DATASET ENTRIES:
....................
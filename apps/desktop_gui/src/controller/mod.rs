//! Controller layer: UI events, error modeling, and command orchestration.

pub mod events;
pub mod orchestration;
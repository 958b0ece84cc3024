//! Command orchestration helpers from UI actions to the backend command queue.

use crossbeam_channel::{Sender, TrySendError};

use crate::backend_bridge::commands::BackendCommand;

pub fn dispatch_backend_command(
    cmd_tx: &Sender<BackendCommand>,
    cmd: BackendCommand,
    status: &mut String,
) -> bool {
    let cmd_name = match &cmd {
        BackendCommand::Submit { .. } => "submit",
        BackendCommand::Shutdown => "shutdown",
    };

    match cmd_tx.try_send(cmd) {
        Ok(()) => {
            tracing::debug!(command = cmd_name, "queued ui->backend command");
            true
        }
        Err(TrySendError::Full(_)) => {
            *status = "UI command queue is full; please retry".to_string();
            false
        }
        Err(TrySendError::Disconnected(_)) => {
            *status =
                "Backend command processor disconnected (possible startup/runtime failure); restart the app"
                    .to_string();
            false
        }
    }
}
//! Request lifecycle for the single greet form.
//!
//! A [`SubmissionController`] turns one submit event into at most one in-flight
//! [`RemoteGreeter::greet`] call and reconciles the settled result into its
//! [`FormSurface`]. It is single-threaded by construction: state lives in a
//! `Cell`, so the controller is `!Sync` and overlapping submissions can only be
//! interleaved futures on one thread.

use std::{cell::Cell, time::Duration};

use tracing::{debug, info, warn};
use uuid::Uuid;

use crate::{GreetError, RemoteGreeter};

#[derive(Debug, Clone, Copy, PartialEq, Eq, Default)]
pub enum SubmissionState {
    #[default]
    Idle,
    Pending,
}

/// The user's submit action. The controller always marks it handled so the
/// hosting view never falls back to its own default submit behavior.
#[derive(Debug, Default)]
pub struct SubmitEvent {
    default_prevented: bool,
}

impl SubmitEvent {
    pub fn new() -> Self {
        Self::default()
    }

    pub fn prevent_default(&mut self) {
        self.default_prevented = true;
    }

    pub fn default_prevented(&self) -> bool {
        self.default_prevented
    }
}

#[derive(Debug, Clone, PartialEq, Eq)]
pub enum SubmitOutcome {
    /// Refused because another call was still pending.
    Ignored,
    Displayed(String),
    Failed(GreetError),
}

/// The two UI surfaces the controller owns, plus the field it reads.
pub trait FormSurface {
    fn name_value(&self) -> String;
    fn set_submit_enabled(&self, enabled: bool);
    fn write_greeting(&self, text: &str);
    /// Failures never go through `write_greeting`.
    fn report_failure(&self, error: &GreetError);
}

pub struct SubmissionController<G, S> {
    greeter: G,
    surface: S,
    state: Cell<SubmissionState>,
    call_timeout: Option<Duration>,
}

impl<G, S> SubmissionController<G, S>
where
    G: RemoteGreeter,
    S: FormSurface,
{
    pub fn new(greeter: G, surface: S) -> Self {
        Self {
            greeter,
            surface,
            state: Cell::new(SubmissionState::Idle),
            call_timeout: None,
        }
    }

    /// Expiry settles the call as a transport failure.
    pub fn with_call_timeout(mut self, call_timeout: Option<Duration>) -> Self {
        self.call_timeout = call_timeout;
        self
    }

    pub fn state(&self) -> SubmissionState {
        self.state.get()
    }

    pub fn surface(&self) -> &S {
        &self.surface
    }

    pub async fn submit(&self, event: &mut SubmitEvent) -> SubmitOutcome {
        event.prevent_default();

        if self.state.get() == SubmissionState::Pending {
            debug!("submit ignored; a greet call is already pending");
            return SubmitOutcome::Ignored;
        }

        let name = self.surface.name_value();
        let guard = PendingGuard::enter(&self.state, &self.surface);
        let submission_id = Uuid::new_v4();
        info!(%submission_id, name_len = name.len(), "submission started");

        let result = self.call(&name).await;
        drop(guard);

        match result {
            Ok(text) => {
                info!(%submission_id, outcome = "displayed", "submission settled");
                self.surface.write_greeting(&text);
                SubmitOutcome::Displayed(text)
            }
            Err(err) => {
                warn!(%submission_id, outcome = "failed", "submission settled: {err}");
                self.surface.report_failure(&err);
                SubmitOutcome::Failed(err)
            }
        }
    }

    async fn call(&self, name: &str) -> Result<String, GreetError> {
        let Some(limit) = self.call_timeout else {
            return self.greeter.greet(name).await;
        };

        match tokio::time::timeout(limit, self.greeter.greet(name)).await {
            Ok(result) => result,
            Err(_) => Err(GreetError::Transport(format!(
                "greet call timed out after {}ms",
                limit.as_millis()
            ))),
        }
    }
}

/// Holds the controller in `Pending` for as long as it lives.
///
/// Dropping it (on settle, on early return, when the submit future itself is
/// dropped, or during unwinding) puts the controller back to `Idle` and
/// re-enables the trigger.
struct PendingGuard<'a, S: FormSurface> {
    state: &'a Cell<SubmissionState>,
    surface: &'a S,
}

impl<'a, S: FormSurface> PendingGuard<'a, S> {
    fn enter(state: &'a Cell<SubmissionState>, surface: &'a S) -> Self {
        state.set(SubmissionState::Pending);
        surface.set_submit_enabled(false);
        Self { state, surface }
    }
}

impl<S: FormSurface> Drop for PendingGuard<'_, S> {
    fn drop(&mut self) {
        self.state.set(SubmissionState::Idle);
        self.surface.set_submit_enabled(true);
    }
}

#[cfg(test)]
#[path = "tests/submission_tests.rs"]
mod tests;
....................
TASK REQUIREMENTS:
Print out the whole of the material exactly, line for line.

ANSWER AREA:
filename apps/desktop_gui/src/controller/mod.rs
//! Controller layer: UI events, error modeling, and command orchestration.

pub mod events;
pub mod orchestration;
repository 958b0ece84cc3024
//! Command orchestration helpers from UI actions to the backend command queue.

use crossbeam_channel::{Sender, TrySendError};

use crate::backend_bridge::commands::BackendCommand;

pub fn dispatch_backend_command(
    cmd_tx: &Sender<BackendCommand>,
    cmd: BackendCommand,
    status: &mut String,
) -> bool {
    let cmd_name = match &cmd {
        BackendCommand::Submit { .. } => "submit",
        BackendCommand::Shutdown => "shutdown",
    };

    match cmd_tx.try_send(cmd) {
        Ok(()) => {
            tracing::debug!(command = cmd_name, "queued ui->backend command");
            true
        }
        Err(TrySendError::Full(_)) => {
            *status = "UI command queue is full; please retry".to_string();
            false
        }
        Err(TrySendError::Disconnected(_)) => {
            *status =
                "Backend command processor disconnected (possible startup/runtime failure); restart the app"
                    .to_string();
            false
        }
    }
}
//! Request lifecycle for the single greet form.
//!
//! A [`SubmissionController`] turns one submit event into at most one in-flight
//! [`RemoteGreeter::greet`] call and reconciles the settled result into its
//! [`FormSurface`]. It is single-threaded by construction: state lives in a
//! `Cell`, so the controller is `!Sync` and overlapping submissions can only be
//! interleaved futures on one thread.

use std::{cell::Cell, time::Duration};

use tracing::{debug, info, warn};
use uuid::Uuid;

use crate::{GreetError, RemoteGreeter};

#[derive(Debug, Clone, Copy, PartialEq, Eq, Default)]
pub enum SubmissionState {
    #[default]
    Idle,
    Pending,
}

/// The user's submit action. The controller always marks it handled so the
/// hosting view never falls back to its own default submit behavior.
#[derive(Debug, Default)]
pub struct SubmitEvent {
    default_prevented: bool,
}

impl SubmitEvent {
    pub fn new() -> Self {
        Self::default()
    }

    pub fn prevent_default(&mut self) {
        self.default_prevented = true;
    }

    pub fn default_prevented(&self) -> bool {
        self.default_prevented
    }
}

#[derive(Debug, Clone, PartialEq, Eq)]
pub enum SubmitOutcome {
    /// Refused because another call was still pending.
    Ignored,
    Displayed(String),
    Failed(GreetError),
}

/// The two UI surfaces the controller owns, plus the field it reads.
pub trait FormSurface {
    fn name_value(&self) -> String;
    fn set_submit_enabled(&self, enabled: bool);
    fn write_greeting(&self, text: &str);
    /// Failures never go through `write_greeting`.
    fn report_failure(&self, error: &GreetError);
}

pub struct SubmissionController<G, S> {
    greeter: G,
    surface: S,
    state: Cell<SubmissionState>,
    call_timeout: Option<Duration>,
}

impl<G, S> SubmissionController<G, S>
where
    G: RemoteGreeter,
    S: FormSurface,
{
    pub fn new(greeter: G, surface: S) -> Self {
        Self {
            greeter,
            surface,
            state: Cell::new(SubmissionState::Idle),
            call_timeout: None,
        }
    }

    /// Expiry settles the call as a transport failure.
    pub fn with_call_timeout(mut self, call_timeout: Option<Duration>) -> Self {
        self.call_timeout = call_timeout;
        self
    }

    pub fn state(&self) -> SubmissionState {
        self.state.get()
    }

    pub fn surface(&self) -> &S {
        &self.surface
    }

    pub async fn submit(&self, event: &mut SubmitEvent) -> SubmitOutcome {
        event.prevent_default();

        if self.state.get() == SubmissionState::Pending {
            debug!("submit ignored; a greet call is already pending");
            return SubmitOutcome::Ignored;
        }

        let name = self.surface.name_value();
        let guard = PendingGuard::enter(&self.state, &self.surface);
        let submission_id = Uuid::new_v4();
        info!(%submission_id, name_len = name.len(), "submission started");

        let result = self.call(&name).await;
        drop(guard);

        match result {
            Ok(text) => {
                info!(%submission_id, outcome = "displayed", "submission settled");
                self.surface.write_greeting(&text);
                SubmitOutcome::Displayed(text)
            }
            Err(err) => {
                warn!(%submission_id, outcome = "failed", "submission settled: {err}");
                self.surface.report_failure(&err);
                SubmitOutcome::Failed(err)
            }
        }
    }

    async fn call(&self, name: &str) -> Result<String, GreetError> {
        let Some(limit) = self.call_timeout else {
            return self.greeter.greet(name).await;
        };

        match tokio::time::timeout(limit, self.greeter.greet(name)).await {
            Ok(result) => result,
            Err(_) => Err(GreetError::Transport(format!(
                "greet call timed out after {}ms",
                limit.as_millis()
            ))),
        }
    }
}

/// Holds the controller in `Pending` for as long as it lives.
///
/// Dropping it (on settle, on early return, when the submit future itself is
/// dropped, or during unwinding) puts the controller back to `Idle` and
/// re-enables the trigger.
struct PendingGuard<'a, S: FormSurface> {
    state: &'a Cell<SubmissionState>,
    surface: &'a S,
}

impl<'a, S: FormSurface> PendingGuard<'a, S> {
    fn enter(state: &'a Cell<SubmissionState>, surface: &'a S) -> Self {
        state.set(SubmissionState::Pending);
        surface.set_submit_enabled(false);
        Self { state, surface }
    }
}

impl<S: FormSurface> Drop for PendingGuard<'_, S> {
    fn drop(&mut self) {
        self.state.set(SubmissionState::Idle);
        self.surface.set_submit_enabled(true);
    }
}

#[cfg(test)]
#[path = "tests/submission_tests.rs"]
mod tests;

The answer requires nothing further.